Gulf expenditure on defence is expected to fall by 9.4 per cent this year, before dropping to $89.4bn in 2022 because of lower oil prices and Covid-19, Janes said.

Mr Trancart said that while there were forecasts of lower defence spending in the region, talks at Idex paint a different picture.

“I am at Idex now and I can feel and see and hear an intense level of discussions, maybe as if we don’t have a pandemic,” he said.

“Maybe [it is] because I am an optimist, but when I see the dimension of our pipeline and intensity of discussions we are having, as far as the Middle East is concerned, we are not as pessimistic as the forecasts.”

While there is still a budget for defence spending, there is a “reshuffle of priorities” by regional buyers as they focus on mission support and operations, he said.

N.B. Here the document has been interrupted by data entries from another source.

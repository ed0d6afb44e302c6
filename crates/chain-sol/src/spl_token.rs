//! SPL Token operations for Solana.
//!
//! Implements SPL Token transfer instructions, associated token account
//! (ATA) address derivation and idempotent ATA creation without pulling in
//! the `solana-sdk` or the `spl-token` crates.

use sha2::{Digest, Sha256};

use crate::address::Address;
use crate::error::SolError;
use crate::system_program::SYSTEM_PROGRAM_ID;
use crate::transaction::{AccountMeta, Instruction};

// ---------------------------------------------------------------------------
// Well-known program IDs
// ---------------------------------------------------------------------------

/// SPL Token Program ID: `TokenkegQfeZyiNwAJbNbGKPFXCWuBvf9Ss623VQ5DA`
pub const TOKEN_PROGRAM_ID: Address = Address::new([
    0x06, 0xdd, 0xf6, 0xe1, 0xd7, 0x65, 0xa1, 0x93, 0xd9, 0xcb, 0xe1, 0x46, 0xce, 0xeb, 0x79,
    0xac, 0x1c, 0xb4, 0x85, 0xed, 0x5f, 0x5b, 0x37, 0x91, 0x3a, 0x8c, 0xf5, 0x85, 0x7e, 0xff,
    0x00, 0xa9,
]);

/// Associated Token Account Program ID: `ATokenGPvbdGVxr1b2hvZbsiqW5xWH25efTNsLJA8knL`
pub const ASSOCIATED_TOKEN_PROGRAM_ID: Address = Address::new([
    0x8c, 0x97, 0x25, 0x8f, 0x4e, 0x24, 0x89, 0xf1, 0xbb, 0x3d, 0x10, 0x29, 0x14, 0x8e, 0x0d,
    0x83, 0x0b, 0x5a, 0x13, 0x99, 0xda, 0xff, 0x10, 0x84, 0x04, 0x8e, 0x7b, 0xd8, 0xdb, 0xe9,
    0xf8, 0x59,
]);

/// The string appended to PDA derivation: "ProgramDerivedAddress".
const PDA_MARKER: &[u8] = b"ProgramDerivedAddress";

const TOKEN_TRANSFER_IX_INDEX: u8 = 3;
const ATA_CREATE_IDEMPOTENT_IX_INDEX: u8 = 1;

// ---------------------------------------------------------------------------
// Instructions
// ---------------------------------------------------------------------------

/// Build an SPL Token `Transfer` instruction.
///
/// Moves `amount` base units from `source` to `destination` (both token
/// accounts). `authority` signs: it is the owner of `source` or its delegate.
///
/// Data: `[3] ++ amount as u64 LE` (9 bytes).
pub fn build_spl_transfer(
    source: &Address,
    destination: &Address,
    authority: &Address,
    amount: u64,
) -> Result<Instruction, SolError> {
    if amount == 0 {
        return Err(SolError::TransactionBuildError(
            "SPL transfer amount must be > 0".into(),
        ));
    }

    let mut data = Vec::with_capacity(9);
    data.push(TOKEN_TRANSFER_IX_INDEX);
    data.extend_from_slice(&amount.to_le_bytes());

    Ok(Instruction {
        program_id: TOKEN_PROGRAM_ID,
        accounts: vec![
            AccountMeta::writable(*source, false),
            AccountMeta::writable(*destination, false),
            AccountMeta::readonly(*authority, true),
        ],
        data,
    })
}

/// Build an Associated Token Account `CreateIdempotent` instruction.
///
/// Succeeds without changes when the account already exists, so it can be
/// prepended to every transfer that pays into an ATA.
pub fn build_create_associated_token_account_idempotent(
    payer: &Address,
    owner: &Address,
    mint: &Address,
) -> Result<Instruction, SolError> {
    let ata = derive_associated_token_address(owner, mint)?;
    Ok(Instruction {
        program_id: ASSOCIATED_TOKEN_PROGRAM_ID,
        accounts: vec![
            AccountMeta::writable(*payer, true),
            AccountMeta::writable(ata, false),
            AccountMeta::readonly(*owner, false),
            AccountMeta::readonly(*mint, false),
            AccountMeta::readonly(SYSTEM_PROGRAM_ID, false),
            AccountMeta::readonly(TOKEN_PROGRAM_ID, false),
        ],
        data: vec![ATA_CREATE_IDEMPOTENT_IX_INDEX],
    })
}

// ---------------------------------------------------------------------------
// Associated Token Account (PDA) derivation
// ---------------------------------------------------------------------------

/// Derive the associated token account address for a wallet + mint pair.
///
/// The ATA is a Program Derived Address (PDA) with seeds
/// `[wallet_address, token_program_id, mint_address]` under the Associated
/// Token Account program.
pub fn derive_associated_token_address(
    wallet: &Address,
    mint: &Address,
) -> Result<Address, SolError> {
    find_program_address(
        &[
            &wallet.as_bytes()[..],
            &TOKEN_PROGRAM_ID.as_bytes()[..],
            &mint.as_bytes()[..],
        ],
        &ASSOCIATED_TOKEN_PROGRAM_ID,
    )
    .map(|(address, _bump)| address)
}

/// Iterates bump seeds from 255 down to 0 and returns the first
/// `SHA-256(seeds || bump || program_id || "ProgramDerivedAddress")` that is
/// NOT a valid Ed25519 point.
fn find_program_address(
    seeds: &[&[u8]],
    program_id: &Address,
) -> Result<(Address, u8), SolError> {
    for bump in (0u8..=255).rev() {
        if let Some(address) = try_create_program_address(seeds, &[bump], program_id) {
            return Ok((address, bump));
        }
    }

    Err(SolError::InvalidAddress(
        "could not find valid PDA bump seed".into(),
    ))
}

fn try_create_program_address(
    seeds: &[&[u8]],
    bump_seed: &[u8],
    program_id: &Address,
) -> Option<Address> {
    let mut hasher = Sha256::new();

    for seed in seeds {
        hasher.update(seed);
    }
    hasher.update(bump_seed);
    hasher.update(program_id.as_bytes());
    hasher.update(PDA_MARKER);

    let hash: [u8; 32] = hasher.finalize().into();

    if is_on_curve(&hash) {
        return None;
    }

    Some(Address::new(hash))
}

fn is_on_curve(bytes: &[u8; 32]) -> bool {
    curve25519_dalek::edwards::CompressedEdwardsY(*bytes)
        .decompress()
        .is_some()
}
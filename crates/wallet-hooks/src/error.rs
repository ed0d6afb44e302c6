use chain_sol::SolError;
use thiserror::Error;

/// Errors raised by controllers, helpers and client setup.
///
/// `Clone` so a controller can publish the error into its observable state
/// and still return it to the caller.
#[derive(Debug, Clone, Error)]
pub enum HookError {
    #[error("Connect a wallet or supply an `authority` before {0}.")]
    MissingAuthority(&'static str),

    #[error("Unable to resolve a source owner for the SPL transfer.")]
    MissingSourceOwner,

    #[error("Connect a wallet or supply an address before {0}.")]
    MissingAddress(&'static str),

    #[error("Add at least one instruction to the transaction pool before {0}.")]
    EmptyTransactionPool(&'static str),

    #[error("SOL: {0}")]
    Chain(#[from] SolError),

    #[error("Signing failed: {0}")]
    Signing(String),

    #[error("Invalid configuration: {0}")]
    Config(String),
}
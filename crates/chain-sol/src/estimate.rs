//! Compute-unit estimation by simulation.

use std::borrow::Cow;

use crate::compute_budget::MAX_COMPUTE_UNIT_LIMIT;
use crate::error::{is_compute_budget_exceeded, SolError};
use crate::rpc::{SimulateTransactionConfig, SolanaRpc};
use crate::transaction::{base64_unsigned_transaction, TransactionMessage};

/// Simulate `message` and return the compute units it consumed.
///
/// A message without a lifetime is simulated against a freshly fetched
/// blockhash; the caller's value is never modified. Missing or non-numeric
/// `unitsConsumed` counts as 0. When the simulation fails because the
/// compute budget was exceeded (at any depth of the error chain) the
/// network maximum is returned instead of an error. Every other failure
/// propagates unchanged.
pub async fn estimate_compute_unit_limit<R>(
    rpc: &R,
    message: &TransactionMessage,
) -> Result<u64, SolError>
where
    R: SolanaRpc + ?Sized,
{
    match simulate_units(rpc, message).await {
        Ok(units) => Ok(units),
        Err(err) if is_compute_budget_exceeded(&err) => {
            tracing::debug!(
                max = MAX_COMPUTE_UNIT_LIMIT,
                error = %err,
                "compute budget exceeded during simulation, using maximum"
            );
            Ok(MAX_COMPUTE_UNIT_LIMIT as u64)
        }
        Err(err) => Err(err),
    }
}

async fn simulate_units<R>(rpc: &R, message: &TransactionMessage) -> Result<u64, SolError>
where
    R: SolanaRpc + ?Sized,
{
    let scratch = match message.lifetime_constraint() {
        Some(_) => Cow::Borrowed(message),
        None => {
            let latest = rpc.get_latest_blockhash().await?;
            Cow::Owned(message.with_lifetime_constraint(latest.value.into()))
        }
    };

    let wire = base64_unsigned_transaction(&scratch)?;
    tracing::debug!(
        instructions = scratch.instructions().len(),
        "simulating transaction for compute estimate"
    );
    let response = rpc
        .simulate_transaction(&wire, &SimulateTransactionConfig::for_estimate())
        .await?;
    let result = response.value;

    if let Some(source) = result.err {
        return Err(SolError::SimulationFailed {
            units_consumed: result.units_consumed,
            logs: result.logs.unwrap_or_default(),
            source,
        });
    }

    Ok(result.units_consumed.unwrap_or(0))
}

More Middle East customers now require pilot training and flight-simulation activities to be done locally, instead of abroad, because of the pandemic, he said.

“There is strong and growing demand for defence pilot training. Some of the customers were trained in centres that are abroad and, with the pandemic, people want to have the training centre in their countries,” he said.

“That will drive quite a huge amount of demand for flight simulators to be locally based. We are getting requests from most of the Middle Eastern countries because it is a way to get some sovereignty to train your pilot in your own country.”

In addition, the upcoming Dubai Expo and the 2022 Fifa World Cup in Qatar are expected to fuel demand for security training, mission support and law enforcement using digital immersion, he said.

“The Middle East is a strong contributor [to company earnings] on one hand and has strong market growth potential based on digital immersion,” Mr Trancart said.